REST is not so easy either

This afternoon, I was browsing through some photosets on Flickr, but the photos weren’t loading quickly. I thought to myself, why don’t I download them now and go through them later?

, but I couldn’t find a link to download a photoset.

I remembered that Flickr has an API, so I can write something myself to do it. It shouldn’t take long, maybe an hour, max. From their services page, I saw Ruby implementations. Even better, I thought, I’ll use that.

I started with flickr.rb, but immediately I hit my first setback.

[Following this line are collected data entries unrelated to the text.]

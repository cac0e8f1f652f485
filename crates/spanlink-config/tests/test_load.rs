//! Loading config files from disk.

use std::io::Write;

use pretty_assertions::assert_eq;
use spanlink_config::{Config, ConfigError, ModelType, Scheme, CONFIG_ENV};

fn write(suffix: &str, content: &str) -> tempfile::NamedTempFile {
    let mut file = tempfile::Builder::new().suffix(suffix).tempfile().unwrap();
    file.write_all(content.as_bytes()).unwrap();
    file
}

const TOML: &str = r#"
[model]
model_type = "nezha"
model_name_or_path = "models/nezha"
scheme = "tplinker_plus"
"#;

#[test]
fn test_from_path_by_extension() {
    let toml = write(".toml", TOML);
    let config = Config::from_path(toml.path()).unwrap();
    assert_eq!(config.model.model_type, ModelType::Nezha);
    assert_eq!(config.model.scheme, Scheme::TpLinkerPlus);

    let yaml = write(".yml", "model:\n  model_name_or_path: models/bert\n  scheme: gplinker_event\n");
    let config = Config::from_path(yaml.path()).unwrap();
    assert_eq!(config.model.scheme, Scheme::GpLinkerEvent);

    let json = write(".json", "{}");
    assert!(matches!(Config::from_path(json.path()), Err(ConfigError::UnsupportedFormat(_))));
}

#[test]
fn test_missing_file_and_env_override() {
    assert!(matches!(
        Config::from_path("/nonexistent/spanlink.toml"),
        Err(ConfigError::NotFound(_))
    ));

    let toml = write(".toml", TOML);
    std::env::set_var(CONFIG_ENV, toml.path());
    let config = Config::load().unwrap();
    std::env::remove_var(CONFIG_ENV);
    assert_eq!(config.model.model_type, ModelType::Nezha);
}

#[test]
fn test_missing_tokenizer_surfaces_codec_error() {
    let toml = write(".toml", TOML);
    let config = Config::from_path(toml.path()).unwrap();
    assert!(matches!(config.tokenizer(), Err(ConfigError::Codec(_))));
}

It offered me a gems file. Flipping through my Pickaxe book, I see that RubyGems is the preferred way for installing Ruby modules. Sounds good, but Ubuntu doesn’t come with RubyGems, probably because it “clashes” with apt. After 10 minutes of looking around, I gave up on using Gems and downloaded the source directly.

I went back to my book to make sure I was including the library correctly and hit another setback. Flickr.rb requires xmlsimple, something akin to Perl’s XML::Simple module. I searched Ubuntu’s repos, but they don’t have it. I downloaded the tarball, built and installed it. That took another 10 minutes.

Let’s start cooking. But before that, I needed to get an API key to use the service. Ten minutes later, I got the magic key.

I got back into emacs and started reading the included samples. It looks pretty easy. I wrote something simple to test it:

f =
user = f.users('some user') do |photo|

puts photo.url

It was slow and the URL is wrong, but I got something back. I wrote more code for going filtering through the photos from a user’s photoset. I ran it again, but I got nothing. I added some more lines for debugging and saw that it wasn’t returning any of the photos at all. In fact, the binding to flickr.photosets.getPhotos is actually marked as incomplete. Sigh. I tried to see if I can implement it myself. I tried to switch to the other Ruby implementation but the docs are even thinner. I took a brief look at the Python ones and they didn’t seem so hot either.

However, the API Explorer did work and the URL requests really are quite simple. So I decided to write my own implementation in Squeak, because I know Smalltalk better than I do Python or Ruby. I defined a class and started writing methods. I noticed I need to authenticate before I can make any calls. I followed the instructions and began to write a method to handle it.

Except I couldn’t find a method for doing MD5 sums. I asked on the IRC channel, they (basically) told me to file a bug.

By now, I was pretty pissed off. What was supposed to take 30 mins ended up taking an afternoon, and I still didn’t have anything usable. I really didn’t care much about the photos at this point.

Lately, I have been going back to the SOAP and WS-* specs and re-reading them. The last time I read WS-Addressing was before it got accepted into the W3c. Of course, SOAP is complicated and the discussions on EndpointReferences vs. URIs go on endlessly, but I just can’t help but think that grabbing a WSDL of a service and pumping it through ASP.NET Web Services (or better yet, Indigo) is easier than what I had (not) achieved this afternoon in trying to use the Flickr API.

Someone told me there’s a Flickr.NET. I’ll try it when I feel less pissed off about this whole thing. Heck, it might even work.


  1. Jay R. Wren:

    I can relate to your frustration on two points. I also recently tried ruby development on Ubuntu. As soon as I needed a Gem I gave up, I’m glad you went a step further and did the source, maybe I’ll do that next time.

    I’ve done some flickr development. I found the perl API to be very easy to use. Of course perl is a horrible language compared to python, ruby, or smalltalk, but it really was not difficult. The hardest part was finding how to access what I wanted. The perl api just read the xml response into a hash with node names as keys. Useing a perl debugger is not fun.

    Good luck. Maybe we could team up to start packaging some of those ruby modules for Ubuntu/Debian.

  2. AC:

    Well if you aren’t too annoyed to want to continue you might check into phpFlickr or one of the tools based on it. It even has a wordpress specific plugin last I knew.

  3. Roy Tate:

    I only installed Ruby and Gem via APT-GET, then used Gem for Rake, Rails, etc. It is easy, and I can get anything I want on RubyForge. If I used APT-GET, I would still have to download and install all of the packages that Ubuntu/Debian don’t cover.

  4. HMM:

    Just because you couldn’t install RubyGems or that you found a bug in the Ruby implementation you got doesn’t mean REST is hard.
    In fact, that’s the single most stupid argument I’ve ever heard against REST and pro SOAP and that just to advertise ASP.NET Web Services (or better yet, Indigo).
    Stop spreading FUD and get a life.

  5. Chui Tey:

    One of the implicit assumptions behind a REST API is that the document is the interface. The Ruby API is just one interpretation of the document structure.

    I volunteer that the problems you encountered is a vindication of a doc-literal approach as opposed to the RPC-wrapper that WSDL generates.

    Integration is hard, especially since you are dealing with unfamiliar semantics. Rip up all the layers of indirection caused by the wrappers and you end up with a nice transparent description of the service.